■ **Activity**: Throughout the records below, find each line holding "when" and copy it.

:: Data records ::

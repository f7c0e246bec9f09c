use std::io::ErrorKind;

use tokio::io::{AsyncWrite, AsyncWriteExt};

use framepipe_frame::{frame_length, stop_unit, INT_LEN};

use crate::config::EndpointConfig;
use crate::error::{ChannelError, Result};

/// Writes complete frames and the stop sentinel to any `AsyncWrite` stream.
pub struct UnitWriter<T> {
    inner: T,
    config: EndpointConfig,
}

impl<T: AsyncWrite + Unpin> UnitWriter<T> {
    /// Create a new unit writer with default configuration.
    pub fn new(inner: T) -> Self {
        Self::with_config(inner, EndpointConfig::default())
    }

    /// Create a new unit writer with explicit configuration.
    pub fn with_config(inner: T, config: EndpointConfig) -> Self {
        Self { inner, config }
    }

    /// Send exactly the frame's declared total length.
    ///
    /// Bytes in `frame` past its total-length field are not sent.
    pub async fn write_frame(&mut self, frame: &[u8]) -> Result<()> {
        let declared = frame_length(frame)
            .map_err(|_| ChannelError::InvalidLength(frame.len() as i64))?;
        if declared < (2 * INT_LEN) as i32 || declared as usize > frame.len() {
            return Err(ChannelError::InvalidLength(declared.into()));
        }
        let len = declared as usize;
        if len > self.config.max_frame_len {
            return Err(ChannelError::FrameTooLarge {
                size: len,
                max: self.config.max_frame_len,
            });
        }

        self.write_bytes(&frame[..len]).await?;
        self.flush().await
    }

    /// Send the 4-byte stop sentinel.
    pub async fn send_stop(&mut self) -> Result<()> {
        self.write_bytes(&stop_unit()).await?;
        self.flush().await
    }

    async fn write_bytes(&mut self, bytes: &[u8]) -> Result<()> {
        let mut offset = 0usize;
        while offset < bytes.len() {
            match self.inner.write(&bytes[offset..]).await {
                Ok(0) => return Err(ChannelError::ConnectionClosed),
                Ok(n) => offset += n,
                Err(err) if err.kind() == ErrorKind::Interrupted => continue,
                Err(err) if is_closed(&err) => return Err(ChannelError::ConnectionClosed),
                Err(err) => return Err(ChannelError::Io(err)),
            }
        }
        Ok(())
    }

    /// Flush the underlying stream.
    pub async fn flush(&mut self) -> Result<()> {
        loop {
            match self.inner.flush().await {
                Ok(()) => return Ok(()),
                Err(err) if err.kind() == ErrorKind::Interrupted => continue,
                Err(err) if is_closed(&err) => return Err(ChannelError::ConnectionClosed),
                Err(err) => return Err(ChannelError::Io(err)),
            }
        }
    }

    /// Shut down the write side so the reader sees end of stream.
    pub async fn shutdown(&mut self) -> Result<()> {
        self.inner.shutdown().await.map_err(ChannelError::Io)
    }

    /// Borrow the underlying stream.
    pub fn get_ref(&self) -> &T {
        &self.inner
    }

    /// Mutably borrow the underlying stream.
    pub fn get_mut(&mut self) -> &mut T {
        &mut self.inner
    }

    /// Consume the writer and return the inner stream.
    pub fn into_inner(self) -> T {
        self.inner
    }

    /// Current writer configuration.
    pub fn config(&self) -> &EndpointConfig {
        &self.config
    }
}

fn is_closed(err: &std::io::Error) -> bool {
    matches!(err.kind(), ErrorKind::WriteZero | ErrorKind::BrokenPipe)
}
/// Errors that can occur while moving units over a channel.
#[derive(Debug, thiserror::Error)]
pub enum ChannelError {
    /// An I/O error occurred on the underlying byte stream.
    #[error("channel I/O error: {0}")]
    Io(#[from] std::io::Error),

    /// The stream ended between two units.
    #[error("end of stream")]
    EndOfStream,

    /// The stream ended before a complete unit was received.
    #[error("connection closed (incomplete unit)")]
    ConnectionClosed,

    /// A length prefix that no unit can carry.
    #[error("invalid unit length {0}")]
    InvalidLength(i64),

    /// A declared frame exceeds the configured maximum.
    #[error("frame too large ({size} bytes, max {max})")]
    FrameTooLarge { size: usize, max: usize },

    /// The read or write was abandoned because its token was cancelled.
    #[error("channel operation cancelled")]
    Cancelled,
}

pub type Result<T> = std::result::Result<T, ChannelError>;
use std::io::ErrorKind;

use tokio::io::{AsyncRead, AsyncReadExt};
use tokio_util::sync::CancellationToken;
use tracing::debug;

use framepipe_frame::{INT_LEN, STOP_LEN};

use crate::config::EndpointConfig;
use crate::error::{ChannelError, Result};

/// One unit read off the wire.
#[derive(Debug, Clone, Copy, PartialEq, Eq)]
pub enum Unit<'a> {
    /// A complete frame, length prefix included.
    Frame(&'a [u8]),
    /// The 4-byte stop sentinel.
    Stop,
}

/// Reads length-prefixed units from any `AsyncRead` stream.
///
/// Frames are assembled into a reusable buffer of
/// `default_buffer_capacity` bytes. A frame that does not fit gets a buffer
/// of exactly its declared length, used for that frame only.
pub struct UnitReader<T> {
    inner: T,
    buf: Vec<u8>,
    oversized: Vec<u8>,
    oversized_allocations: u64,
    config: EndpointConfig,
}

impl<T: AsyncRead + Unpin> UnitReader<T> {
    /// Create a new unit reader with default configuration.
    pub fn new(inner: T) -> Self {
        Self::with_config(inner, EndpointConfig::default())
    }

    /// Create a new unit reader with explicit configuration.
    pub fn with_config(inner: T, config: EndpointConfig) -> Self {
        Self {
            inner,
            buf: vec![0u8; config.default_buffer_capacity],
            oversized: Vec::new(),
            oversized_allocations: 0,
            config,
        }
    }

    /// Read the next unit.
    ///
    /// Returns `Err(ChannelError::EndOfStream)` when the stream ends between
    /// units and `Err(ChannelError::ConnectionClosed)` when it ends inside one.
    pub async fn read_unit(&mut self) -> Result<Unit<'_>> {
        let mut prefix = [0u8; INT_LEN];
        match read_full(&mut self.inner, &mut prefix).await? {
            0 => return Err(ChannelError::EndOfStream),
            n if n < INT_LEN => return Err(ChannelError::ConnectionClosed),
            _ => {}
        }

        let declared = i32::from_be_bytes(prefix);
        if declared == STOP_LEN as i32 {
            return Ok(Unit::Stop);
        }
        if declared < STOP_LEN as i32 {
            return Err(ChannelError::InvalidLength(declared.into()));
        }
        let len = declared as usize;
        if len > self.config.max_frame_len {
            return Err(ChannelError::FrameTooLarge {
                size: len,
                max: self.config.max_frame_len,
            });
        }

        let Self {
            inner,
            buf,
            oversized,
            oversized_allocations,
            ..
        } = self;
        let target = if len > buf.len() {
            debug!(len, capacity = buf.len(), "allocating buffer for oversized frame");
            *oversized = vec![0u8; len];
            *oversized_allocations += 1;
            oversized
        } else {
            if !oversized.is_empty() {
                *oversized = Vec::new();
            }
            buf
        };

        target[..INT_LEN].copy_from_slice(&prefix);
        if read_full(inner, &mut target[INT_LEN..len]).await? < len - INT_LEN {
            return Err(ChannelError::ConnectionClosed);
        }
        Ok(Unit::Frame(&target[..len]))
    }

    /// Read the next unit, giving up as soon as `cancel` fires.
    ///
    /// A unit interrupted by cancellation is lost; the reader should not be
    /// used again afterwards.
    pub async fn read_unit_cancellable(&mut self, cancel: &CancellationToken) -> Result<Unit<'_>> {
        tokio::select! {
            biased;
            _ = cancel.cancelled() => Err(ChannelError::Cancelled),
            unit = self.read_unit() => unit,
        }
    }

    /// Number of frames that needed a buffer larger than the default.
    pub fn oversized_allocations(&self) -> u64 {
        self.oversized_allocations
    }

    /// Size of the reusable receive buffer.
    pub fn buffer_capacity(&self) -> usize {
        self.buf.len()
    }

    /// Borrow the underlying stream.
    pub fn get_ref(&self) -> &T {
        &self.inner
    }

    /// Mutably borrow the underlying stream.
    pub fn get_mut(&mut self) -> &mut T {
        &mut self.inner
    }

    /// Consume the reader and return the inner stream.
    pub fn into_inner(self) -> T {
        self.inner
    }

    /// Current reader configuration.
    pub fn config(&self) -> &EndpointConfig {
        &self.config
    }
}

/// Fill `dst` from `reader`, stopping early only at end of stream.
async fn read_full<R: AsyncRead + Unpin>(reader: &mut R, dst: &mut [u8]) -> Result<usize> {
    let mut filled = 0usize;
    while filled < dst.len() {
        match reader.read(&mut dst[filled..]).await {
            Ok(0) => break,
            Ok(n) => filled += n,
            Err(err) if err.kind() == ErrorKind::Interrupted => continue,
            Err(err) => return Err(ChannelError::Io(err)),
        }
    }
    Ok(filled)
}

:::

■ **Expected answer**:
    /// Returns `Err(ChannelError::EndOfStream)` when the stream ends between
    /// units and `Err(ChannelError::ConnectionClosed)` when it ends inside one.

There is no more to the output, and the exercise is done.